Счастье | страница 19



— А я вас как-нибудь знаю?

И здесь он поразил меня снова. Я сказал, что он со мной никогда не встречался, только вот два года тому назад я писал ему по поводу его стихов в «Знамени».

— А, Баевский, Баевский! Я хорошо вас помню.

Я не назвал своей фамилии. Пастернак ее сам вспомнил. Настороженность, напряжение как рукой сняло. Я выразил удивление. Я был на седьмом небе от счастья.

— Это теперь вокруг меня много народу, а тогда совсем не было, и ваше письмо было мне дорого.

Много позже я сообразил, что из нашего маленького диалога следует, что мое письмо было единственным откликом, полученным Пастернаком на ту публикацию в «Знамени». А слова поэта об одиночестве нуждаются в объяснении, их нельзя понимать буквально. Пастернаку, который стоял на вершине мировой культуры и был самым образованным среди поэтов своего времени, нужны были слушатели и собеседники, способные понять его монологи и вести с ним диалог, — философы и музыканты, актеры и художники, филологи и поэты. Такие люди возле него были. Однако он, с его сначала инстинктивным, затем глубоко осознанным, органичным демократизмом страдал от мысли, что после войны у него нет массового читателя. «Большая литература невозможна без большого читателя», — говорил он. Вся жизнь его была подчинена стремлению уйти от узости любой литературной школы, от замкнутого элитарного круга собратьев по профессии и читателей-гурманов и заполучить читателя массового, не искушенного специальным образованием, со здоровым интересом к жизни и такой литературе, которая помогает эту жизнь наполнить и осмыслить. Мне к людям хочется, в толпу. Через полгода после моего посещения Пастернак написал замечательному актеру Московского художественного театра Б. Н. Ливанову, как раз одному из тех, кто составлял его близкое окружение: «А охотнее всего я всех бы вас перевешал». А несколько ранее о том же было недвусмысленно сказано в стихах: Друзья, родные, милый хлам! Вы времени пришлись по вкусу. О, как я вас еще предам, Лжецы, ничтожества и трусы! Быть может, в этом божий перст, Что нет для низости дороги, Как у преддверья министерств Покорно обивать пороги. Эти письмо и стихотворение давно неоднократно опубликованы. Я их только еще раз воспроизвожу.

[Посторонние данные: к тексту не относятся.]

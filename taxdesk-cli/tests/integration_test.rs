//! Drives the command layer end to end against an in-memory database.

use clap::Parser;
use pretty_assertions::assert_eq;
use taxdesk_cli::{Cli, run};
use taxdesk_core::{DbConfig, DomainViolation, RepositoryError};
use taxdesk_db_sqlite::SqliteRepository;

async fn setup() -> SqliteRepository {
    SqliteRepository::connect(&DbConfig::default())
        .await
        .expect("Failed to open in-memory database")
}

async fn exec(
    repo: &SqliteRepository,
    args: &[&str],
) -> Result<String, RepositoryError> {
    let cli = Cli::try_parse_from(std::iter::once("taxdesk").chain(args.iter().copied()))
        .expect("arguments should parse");
    run(repo, cli.command).await
}

#[tokio::test]
async fn test_add_and_list_people() {
    let repo = setup().await;

    assert_eq!(exec(&repo, &["preparer", "add", "Jane"]).await, Ok("Added preparer 1.".to_string()));
    assert_eq!(exec(&repo, &["assistant", "add", "Sam"]).await, Ok("Added assistant 1.".to_string()));
    exec(&repo, &["preparer", "rename", "1", "Jane Doe"])
        .await
        .expect("Should rename");

    assert_eq!(
        exec(&repo, &["preparer", "list"]).await,
        Ok("   1  Jane Doe".to_string())
    );
    assert_eq!(exec(&repo, &["assistant", "get", "1"]).await, Ok("   1  Sam".to_string()));
}

#[tokio::test]
async fn test_client_lifecycle() {
    let repo = setup().await;
    exec(&repo, &["preparer", "add", "Jane"]).await.expect("Should add");

    assert_eq!(
        exec(
            &repo,
            &["client", "add", "Bob", "--income", "40000", "--preparer", "1"]
        )
        .await,
        Ok("Added client 1.".to_string())
    );
    assert_eq!(
        exec(&repo, &["client", "update", "1", "materials_submitted", "yes"]).await,
        Ok("Updated materials_submitted of client 1.".to_string())
    );
    assert_eq!(
        exec(&repo, &["client", "list", "--preparer", "1"]).await,
        Ok("   1  Bob  address=-  income=40000.00  materials_submitted=true  preparer=1"
            .to_string())
    );
}

#[tokio::test]
async fn test_unknown_client_field_is_rejected() {
    let repo = setup().await;
    exec(&repo, &["client", "add", "Bob"]).await.expect("Should add");

    let result = exec(&repo, &["client", "update", "1", "id", "7"]).await;

    assert_eq!(
        result,
        Err(RepositoryError::DomainInvariantViolation(
            DomainViolation::UnknownField {
                entity: "client",
                field: "id".to_string(),
            }
        ))
    );
}

#[tokio::test]
async fn test_return_workflow() {
    let repo = setup().await;
    exec(&repo, &["client", "add", "Bob"]).await.expect("Should add");

    assert_eq!(
        exec(&repo, &["return", "add", "1"]).await,
        Ok("Added tax return 1 for client 1.".to_string())
    );
    let duplicate = exec(&repo, &["return", "add", "1"]).await;
    assert_eq!(
        duplicate.map_err(|e| e.to_string()),
        Err("Client 1 already has a tax return".to_string())
    );

    exec(&repo, &["return", "check", "1"]).await.expect("Should check");
    exec(&repo, &["return", "file-by-assistant", "1"])
        .await
        .expect("Should file");

    let shown = exec(&repo, &["return", "get", "1", "--by-client"])
        .await
        .expect("Should show");
    assert!(shown.contains("filed=true"), "{shown}");
    assert!(shown.contains("checked_by_preparer=false"), "{shown}");
    assert!(shown.contains("filed_by_assistant=true"), "{shown}");
}

#[tokio::test]
async fn test_missing_return_reports_not_found() {
    let repo = setup().await;

    let result = exec(&repo, &["return", "file", "4"]).await;

    assert_eq!(
        result.map_err(|e| e.to_string()),
        Err("tax return 4 not found".to_string())
    );
}

#[tokio::test]
async fn test_init_reports_tables() {
    let repo = setup().await;

    assert_eq!(
        exec(&repo, &["init"]).await,
        Ok("Database ready. Tables: assistants, clients, preparers, tax_returns".to_string())
    );
}

#[tokio::test]
async fn test_empty_lists() {
    let repo = setup().await;

    assert_eq!(exec(&repo, &["return", "list"]).await, Ok("(none)".to_string()));
    assert_eq!(exec(&repo, &["client", "list"]).await, Ok("(none)".to_string()));
}
use anyhow::{Context, Result};
use clap::Parser;
use tracing::debug;
use tracing_subscriber::EnvFilter;

use taxdesk_cli::{Cli, run};
use taxdesk_db_sqlite::SqliteRepository;

/// Initialise the tracing subscriber.
///
/// * Honours `RUST_LOG` when set.
/// * Falls back to `info`.
/// * Strips timestamps and target names to keep CLI output clean.
fn init_tracing() {
    let filter = EnvFilter::try_from_default_env().unwrap_or_else(|_| EnvFilter::from("info"));

    tracing_subscriber::fmt()
        .with_env_filter(filter)
        .without_time()
        .with_target(false)
        .with_writer(std::io::stderr)
        .init();
}

#[tokio::main]
async fn main() -> Result<()> {
    init_tracing();

    let cli = Cli::parse();
    let db_config = cli.db_config();

    debug!(database = %db_config.connection_string, "opening database");
    let repo = SqliteRepository::connect(&db_config)
        .await
        .with_context(|| format!("Failed to open database: {}", db_config.connection_string))?;

    let outcome = run(&repo, cli.command).await;
    repo.shutdown().await;

    println!("{}", outcome?);
    Ok(())
}
use std::time::Duration;

use clap::{Args, Parser, Subcommand};
use rust_decimal::Decimal;
use taxdesk_core::{DbConfig, PoolConfig};

/// Record keeping for a small tax preparation office.
///
/// Every command opens the database, creates any missing tables, performs
/// one operation, and prints the result.
#[derive(Debug, Parser)]
#[command(name = "taxdesk", version, about)]
pub struct Cli {
    /// Database connection string: a file path (e.g. `taxdesk.db`), a
    /// `sqlite:` URL, or `sqlite::memory:`.
    #[arg(long, env = "TAXDESK_DATABASE", default_value = "taxdesk.db", global = true)]
    pub database: String,

    /// Connections opened at startup.
    #[arg(long, env = "TAXDESK_MIN_CONNECTIONS", default_value_t = 1, global = true)]
    pub min_connections: u32,

    /// Upper bound on open connections.
    #[arg(long, env = "TAXDESK_MAX_CONNECTIONS", default_value_t = 10, global = true)]
    pub max_connections: u32,

    /// Seconds to wait for a free connection before giving up.
    #[arg(long, env = "TAXDESK_ACQUIRE_TIMEOUT_SECS", default_value_t = 30, global = true)]
    pub acquire_timeout_secs: u64,

    #[command(subcommand)]
    pub command: Command,
}

impl Cli {
    pub fn db_config(&self) -> DbConfig {
        DbConfig::new(&self.database).with_pool(PoolConfig {
            min_connections: self.min_connections,
            max_connections: self.max_connections,
            acquire_timeout: Duration::from_secs(self.acquire_timeout_secs),
        })
    }
}

#[derive(Debug, Subcommand)]
pub enum Command {
    /// Create the tables if they do not exist yet.
    Init,
    /// Manage tax preparers.
    #[command(subcommand)]
    Preparer(NamedCommand),
    /// Manage filing assistants.
    #[command(subcommand)]
    Assistant(NamedCommand),
    /// Manage clients.
    #[command(subcommand)]
    Client(ClientCommand),
    /// Manage tax returns.
    #[command(subcommand)]
    Return(ReturnCommand),
}

/// Preparers and assistants only carry a name.
#[derive(Debug, Subcommand)]
pub enum NamedCommand {
    Add { name: String },
    Get { id: i64 },
    List,
    Rename { id: i64, name: String },
    Delete { id: i64 },
}

#[derive(Debug, Subcommand)]
pub enum ClientCommand {
    Add(NewClientArgs),
    Get {
        id: i64,
    },
    List {
        /// Only clients assigned to this preparer.
        #[arg(long)]
        preparer: Option<i64>,
    },
    /// Change one column. Fields: name, address, income,
    /// materials_submitted, preparer_id. An empty value clears an optional
    /// column.
    Update {
        id: i64,
        field: String,
        value: String,
    },
    Delete {
        id: i64,
    },
}

#[derive(Debug, Args)]
pub struct NewClientArgs {
    pub name: String,
    #[arg(long)]
    pub address: Option<String>,
    #[arg(long)]
    pub income: Option<Decimal>,
    #[arg(long)]
    pub preparer: Option<i64>,
}

#[derive(Debug, Subcommand)]
pub enum ReturnCommand {
    /// Open an unfiled return for a client.
    Add { client_id: i64 },
    Get {
        id: i64,
        /// Treat the id as a client id and look up that client's return.
        #[arg(long)]
        by_client: bool,
    },
    List,
    /// Change one column. Fields: status, filing_timestamp (RFC 3339),
    /// checked_by_preparer, filed_by_assistant.
    Update {
        id: i64,
        field: String,
        value: String,
    },
    /// Mark filed now.
    File { id: i64 },
    /// Record the preparer's review.
    Check { id: i64 },
    /// Mark filed now by an assistant. Clears the preparer's review.
    FileByAssistant { id: i64 },
    Delete { id: i64 },
}

#[cfg(test)]
mod tests {
    use clap::CommandFactory;
    use pretty_assertions::assert_eq;

    use super::*;

    #[test]
    fn verify_cli() {
        Cli::command().debug_assert();
    }

    #[test]
    fn pool_flags_build_config() {
        let cli = Cli::try_parse_from([
            "taxdesk",
            "--database",
            "sqlite::memory:",
            "--max-connections",
            "4",
            "--acquire-timeout-secs",
            "2",
            "init",
        ])
        .expect("Should parse");

        assert_eq!(
            cli.db_config(),
            DbConfig::new("sqlite::memory:").with_pool(PoolConfig {
                min_connections: 1,
                max_connections: 4,
                acquire_timeout: Duration::from_secs(2),
            })
        );
    }

    #[test]
    fn global_flags_after_subcommand() {
        let cli = Cli::try_parse_from([
            "taxdesk",
            "return",
            "file-by-assistant",
            "3",
            "--database",
            "office.db",
        ])
        .expect("Should parse");

        assert_eq!(cli.database, "office.db");
        assert!(matches!(
            cli.command,
            Command::Return(ReturnCommand::FileByAssistant { id: 3 })
        ));
    }

    #[test]
    fn client_income_must_be_decimal() {
        let result =
            Cli::try_parse_from(["taxdesk", "client", "add", "Bob", "--income", "lots"]);

        assert!(result.is_err());
    }
}
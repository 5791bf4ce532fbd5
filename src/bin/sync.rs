//! qxrule-sync: mirror the configured Clash rule lists into Quantumult X files.

use clap::Parser;
use qxrule::{ConvertConfig, HttpFetcher, Interrupt, SectionConverter};
use std::path::PathBuf;
use std::time::Duration;

#[derive(Parser)]
#[command(name = "qxrule-sync")]
#[command(version)]
#[command(about = "Convert remote Clash rule lists into Quantumult X filter files", long_about = None)]
struct Cli {
    /// Working directory containing the QuantumultX folder
    #[arg(long, default_value = ".")]
    root: PathBuf,

    /// Mirror URL prefix written into the manifest
    #[arg(long)]
    mirror: Option<String>,

    /// Per-request timeout in seconds
    #[arg(long, default_value_t = 60)]
    timeout: u64,

    /// Verbose output
    #[arg(short, long)]
    verbose: bool,
}

fn main() {
    let cli = Cli::parse();

    let level = if cli.verbose { "debug" } else { "info" };
    env_logger::Builder::from_env(env_logger::Env::default().default_filter_or(level)).init();

    if let Err(e) = run(&cli) {
        eprintln!("Error: {}", e);
        std::process::exit(1);
    }
}

fn run(cli: &Cli) -> Result<(), Box<dyn std::error::Error>> {
    let mut config = ConvertConfig::new()
        .with_root(&cli.root)
        .with_timeout(Duration::from_secs(cli.timeout));
    if let Some(ref mirror) = cli.mirror {
        config = config.with_mirror_prefix(mirror.as_str());
    }

    let fetcher = HttpFetcher::new(config.timeout)?;
    let scratch_path = config.scratch_path();
    let mut converter = match SectionConverter::init(config, fetcher) {
        Ok(converter) => converter,
        Err(e) => return Err(format!("conversion invalid: {}", e).into()),
    };

    // A blocking fetch can stall for the whole timeout, so the handler cleans
    // up and exits itself once no output file is being written.
    let interrupt = Interrupt::new();
    let handler = interrupt.clone();
    ctrlc::set_handler(move || {
        handler.request();
        let _guard = handler.write_guard();
        log::warn!("Interrupted, removing {:?}", scratch_path);
        if let Err(e) = std::fs::remove_dir_all(&scratch_path) {
            if e.kind() != std::io::ErrorKind::NotFound {
                log::warn!("Failed to remove scratch directory {:?}: {}", scratch_path, e);
            }
        }
        std::process::exit(0);
    })?;
    converter = converter.with_interrupt(interrupt);

    let report = converter.run()?;
    log::info!(
        "Done: {} changed, {} unchanged, {} failed, manifest {}",
        report.changed,
        report.unchanged,
        report.failed,
        if report.committed { "updated" } else { "untouched" }
    );

    // Dropping the converter removes the scratch directory.
    Ok(())
}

Пастернак проводил меня в довольно большую комнату на первом этаже, столовую или гостиную, извинился, сказал, что напряженно работает и много времени уделить мне не сможет. Теперь я знаю, что попал к поэту в то время, когда здоровье его было окончательно подорвано, когда он стоял на пороге решения, соотносимого с тем, которое принял перед смертью Лев Толстой — о полном разрыве со своей средой и уходе к Ивинской. Давно, еще в «Охранной грамоте», он рассказал «о той из века в век повторяющейся странности, которую можно назвать последним годом поэта <…> Меняют привычки, носятся с новыми планами, не нахвалятся подъемом духа. И вдруг — конец, иногда насильственный, чаще естественный, но и тогда, по нежеланию защищаться, очень похожий на самоубийство». А я приехал из Донбасса, чтобы поддержать и ободрить его… Жизнь Пастернака неудержимо устремлялась к роковому концу, и не с моими малыми силами было его отодвинуть. Через двенадцать дней после моей встречи с Пастернаком его схватили прямо на улице в Переделкине, затолкали в машину и отвезли к генеральному прокурору СССР Руденко. А тот пригрозил, что на основании перехваченных писем против Пастернака и его близких будет возбуждено уголовное дело. В окружении Пастернака предполагали, что именно после этого потрясения он заболел раком.